With the gobs of cash he made after the explosive box office of “Star Wars,” released four years after “Graffiti,’’ the control freak bought back his control. He invested in his empire, building up his indie film company, Lucasfilm, and later a secluded campus called Skywalker Ranch. He founded industry-changing tech and film production companies, including special-effects wizards Industrial Light & Magic, the high-end sound system THX, and even the animation studio Pixar (later sold in 1985 “at a fire sale price” to Apple co-founder Steve Jobs). With Spielberg, he co-spawned his next-most famous franchise, Indiana Jones. And he financed the much-derided second “Star Wars’’ prequel trilogy himself.

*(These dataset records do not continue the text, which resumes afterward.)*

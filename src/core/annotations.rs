//! Annotations-Ebene der Karte: Marker, Highlight-Kreise, Flächen, Stile.
//!
//! Die Ebene ist die gemeinsame Datenstruktur zwischen Overlay-Loader
//! (Schreiber, Worker-Thread) und Renderer (Leser, UI-Thread) und wird
//! deshalb hinter `Arc<Mutex<…>>` geteilt.

use std::sync::{Arc, Mutex};

use crate::core::geo::LatLon;
use crate::shared::options::{
    FADING_MAX_OPACITY, FADING_MIN_OPACITY, FADING_PERIOD_SECS, FADING_STYLE_ID, ICON_ANCHOR,
    ICON_POPUP_ANCHOR, ICON_SHADOW_SIZE, ICON_SHADOW_URL, ICON_SIZE, ICON_URL_DEFAULT,
    ICON_URL_RED, ICON_URL_VIOLET,
};

/// Eindeutige Kennung eines Markers innerhalb einer Ebene.
pub type MarkerId = u64;

/// Piktogramm-Beschreibung eines Markers (URL, Größe, Anker-Offsets).
#[derive(Debug, Clone, PartialEq)]
pub struct Icon {
    /// Bild-URL des Icons
    pub url: String,
    /// Bild-URL des Schattens
    pub shadow_url: Option<String>,
    /// Icon-Größe in Pixeln (Breite, Höhe)
    pub size: [u32; 2],
    /// Anker-Offset: dieser Icon-Pixel liegt auf der Koordinate
    pub anchor: [i32; 2],
    /// Popup-Anker relativ zum Icon-Anker
    pub popup_anchor: [i32; 2],
    /// Schatten-Größe in Pixeln
    pub shadow_size: Option<[u32; 2]>,
    /// Ersatzfarbe, falls das Icon-Bild (noch) nicht geladen ist
    pub fallback_color: [f32; 4],
}

impl Icon {
    /// Violettes Marker-Icon (Station).
    pub fn violet() -> Self {
        Self::colored(ICON_URL_VIOLET, [0.5, 0.0, 0.5, 1.0])
    }

    /// Rotes Marker-Icon (Campus).
    pub fn red() -> Self {
        Self::colored(ICON_URL_RED, [0.85, 0.1, 0.1, 1.0])
    }

    /// Blaues Standard-Icon (Overlay-Marker).
    pub fn default_marker() -> Self {
        Self::colored(ICON_URL_DEFAULT, [0.2, 0.53, 1.0, 1.0])
    }

    fn colored(url: &str, fallback_color: [f32; 4]) -> Self {
        Self {
            url: url.to_string(),
            shadow_url: Some(ICON_SHADOW_URL.to_string()),
            size: ICON_SIZE,
            anchor: ICON_ANCHOR,
            popup_anchor: ICON_POPUP_ANCHOR,
            shadow_size: Some(ICON_SHADOW_SIZE),
            fallback_color,
        }
    }
}

/// Punkt-Marker mit Popup.
#[derive(Debug, Clone, PartialEq)]
pub struct Marker {
    /// Eindeutige Kennung
    pub id: MarkerId,
    /// Verankerte Koordinate
    pub pos: LatLon,
    /// Piktogramm
    pub icon: Icon,
    /// Popup-Text
    pub popup_text: String,
    /// Ob das Popup gerade geöffnet ist
    pub popup_open: bool,
}

/// Highlight-Kreis mit festem Meter-Radius um eine Koordinate.
#[derive(Debug, Clone, PartialEq)]
pub struct HighlightCircle {
    /// Mittelpunkt
    pub pos: LatLon,
    /// Radius in Metern
    pub radius_m: f64,
    /// Randfarbe (RGBA)
    pub color: [f32; 4],
    /// Füllfarbe (RGBA, Alpha = Fülldeckung)
    pub fill_color: [f32; 4],
    /// Stil-Klasse für Animationen (z.B. Pulsieren)
    pub style_class: Option<String>,
}

/// Rechteckige Fläche zwischen zwei Koordinaten-Ecken.
#[derive(Debug, Clone, PartialEq)]
pub struct AreaRectangle {
    /// Südwest-Ecke
    pub min: LatLon,
    /// Nordost-Ecke
    pub max: LatLon,
    /// Randfarbe (RGBA)
    pub color: [f32; 4],
    /// Linienstärke in Pixeln
    pub weight: f32,
    /// Füllfarbe (RGBA, Alpha = Fülldeckung)
    pub fill_color: [f32; 4],
    /// Popup-Text (optional)
    pub popup_text: Option<String>,
    /// Ob das Popup gerade geöffnet ist
    pub popup_open: bool,
}

/// Registrierte Animations-Definition (Deckungs-Pulsieren).
#[derive(Debug, Clone, PartialEq)]
pub struct AnimationStyle {
    /// Feste Stil-Kennung
    pub id: String,
    /// Periodendauer in Sekunden
    pub period_secs: f32,
    /// Minimale Deckung
    pub min_opacity: f32,
    /// Maximale Deckung
    pub max_opacity: f32,
}

impl AnimationStyle {
    /// Pulsier-Animation der Highlight-Kreise (0.4 → 1.0 → 0.4, 2 s, endlos).
    pub fn fading() -> Self {
        Self {
            id: FADING_STYLE_ID.to_string(),
            period_secs: FADING_PERIOD_SECS,
            min_opacity: FADING_MIN_OPACITY,
            max_opacity: FADING_MAX_OPACITY,
        }
    }
}

/// Container aller Annotationen einer Kartenansicht.
#[derive(Debug, Default)]
pub struct AnnotationLayer {
    markers: Vec<Marker>,
    circles: Vec<HighlightCircle>,
    rectangles: Vec<AreaRectangle>,
    styles: Vec<AnimationStyle>,
    fading_style_installed: bool,
    next_marker_id: MarkerId,
}

impl AnnotationLayer {
    /// Erstellt eine leere Annotations-Ebene.
    pub fn new() -> Self {
        Self::default()
    }

    /// Fügt einen Marker hinzu und gibt seine Kennung zurück.
    pub fn add_marker(&mut self, pos: LatLon, icon: Icon, popup_text: &str) -> MarkerId {
        let id = self.next_marker_id;
        self.next_marker_id += 1;
        self.markers.push(Marker {
            id,
            pos,
            icon,
            popup_text: popup_text.to_string(),
            popup_open: false,
        });
        id
    }

    /// Fügt einen Highlight-Kreis hinzu.
    pub fn add_circle(&mut self, circle: HighlightCircle) {
        self.circles.push(circle);
    }

    /// Fügt eine Rechteck-Fläche hinzu.
    pub fn add_rectangle(&mut self, rectangle: AreaRectangle) {
        self.rectangles.push(rectangle);
    }

    /// Öffnet das Popup eines Markers.
    pub fn open_popup(&mut self, id: MarkerId) {
        if let Some(marker) = self.markers.iter_mut().find(|m| m.id == id) {
            marker.popup_open = true;
        }
    }

    /// Schaltet das Popup eines Markers um.
    pub fn toggle_popup(&mut self, id: MarkerId) {
        if let Some(marker) = self.markers.iter_mut().find(|m| m.id == id) {
            marker.popup_open = !marker.popup_open;
        }
    }

    /// Schaltet das Popup der Rechteck-Fläche mit Index `index` um.
    pub fn toggle_rectangle_popup(&mut self, index: usize) {
        if let Some(rect) = self.rectangles.get_mut(index) {
            if rect.popup_text.is_some() {
                rect.popup_open = !rect.popup_open;
            }
        }
    }

    /// Ob die Pulsier-Animation bereits registriert wurde.
    pub fn fading_style_installed(&self) -> bool {
        self.fading_style_installed
    }

    /// Registriert die Pulsier-Animation und setzt das Einmal-Flag.
    ///
    /// Aufrufer prüfen das Flag vorher über `fading_style_installed()`;
    /// ein Doppelaufruf registriert keinen zweiten Stil.
    pub fn install_fading_style(&mut self, style: AnimationStyle) {
        if self.fading_style_installed {
            return;
        }
        self.fading_style_installed = true;
        self.styles.push(style);
    }

    /// Sucht eine registrierte Animations-Definition per Kennung.
    pub fn style(&self, id: &str) -> Option<&AnimationStyle> {
        self.styles.iter().find(|s| s.id == id)
    }

    /// Alle Marker in Einfüge-Reihenfolge.
    pub fn markers(&self) -> &[Marker] {
        &self.markers
    }

    /// Alle Highlight-Kreise in Einfüge-Reihenfolge.
    pub fn circles(&self) -> &[HighlightCircle] {
        &self.circles
    }

    /// Alle Rechteck-Flächen in Einfüge-Reihenfolge.
    pub fn rectangles(&self) -> &[AreaRectangle] {
        &self.rectangles
    }

    /// Alle registrierten Stile.
    pub fn styles(&self) -> &[AnimationStyle] {
        &self.styles
    }

    /// Anzahl der Marker.
    pub fn marker_count(&self) -> usize {
        self.markers.len()
    }

    /// Anzahl der Highlight-Kreise.
    pub fn circle_count(&self) -> usize {
        self.circles.len()
    }

    /// Anzahl der Rechteck-Flächen.
    pub fn rectangle_count(&self) -> usize {
        self.rectangles.len()
    }
}

/// Zwischen UI-Thread und Worker geteilte Annotations-Ebene.
pub type SharedAnnotations = Arc<Mutex<AnnotationLayer>>;

/// Erstellt eine leere, teilbare Annotations-Ebene.
pub fn shared_layer() -> SharedAnnotations {
    Arc::new(Mutex::new(AnnotationLayer::new()))
}

#[cfg(test)]
mod tests {
    use super::*;

    #[test]
    fn test_marker_ids_sind_fortlaufend() {
        let mut layer = AnnotationLayer::new();
        let a = layer.add_marker(LatLon::new(50.0, 4.0), Icon::default_marker(), "A");
        let b = layer.add_marker(LatLon::new(51.0, 5.0), Icon::default_marker(), "B");
        assert_ne!(a, b);
        assert_eq!(layer.marker_count(), 2);
    }

    #[test]
    fn test_toggle_popup() {
        let mut layer = AnnotationLayer::new();
        let id = layer.add_marker(LatLon::new(50.0, 4.0), Icon::violet(), "Station");
        assert!(!layer.markers()[0].popup_open);

        layer.toggle_popup(id);
        assert!(layer.markers()[0].popup_open);

        layer.toggle_popup(id);
        assert!(!layer.markers()[0].popup_open);
    }

    #[test]
    fn test_install_fading_style_nur_einmal() {
        let mut layer = AnnotationLayer::new();
        layer.install_fading_style(AnimationStyle::fading());
        layer.install_fading_style(AnimationStyle::fading());
        assert_eq!(layer.styles().len(), 1);
        assert!(layer.fading_style_installed());
    }

    #[test]
    fn test_rechteck_popup_nur_mit_text() {
        let mut layer = AnnotationLayer::new();
        layer.add_rectangle(AreaRectangle {
            min: LatLon::new(50.0, 4.0),
            max: LatLon::new(50.1, 4.1),
            color: [1.0, 0.0, 0.0, 1.0],
            weight: 2.0,
            fill_color: [1.0, 0.0, 0.2, 0.3],
            popup_text: None,
            popup_open: false,
        });
        layer.toggle_rectangle_popup(0);
        assert!(!layer.rectangles()[0].popup_open);
    }
}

Some of the most fascinating parts of the book involve the behind-the-scenes tidbits. There’s Lucas’s first marriage to editor Marcia Lucas, largely credited with salvaging “Star Wars” in the editing room, his years of single fatherhood to three adopted children, and his second marriage to Mellody Hobson, a much younger, successful money manager. We see early “Star Wars” casting deliberations (Christopher Walken as Han Solo?) and test screenings with Spielberg (who loved it) and Brian De Palma (“What’s all the Force [expletive]?”). Lucas came of age as a director with Martin Scorsese, Francis Ford Coppola, Terrence Malick, and other filmmakers who tried with varying degrees of success to upturn the Hollywood major-studio system. Coppola’s indie film empire fell far short of rivaling that of Lucas.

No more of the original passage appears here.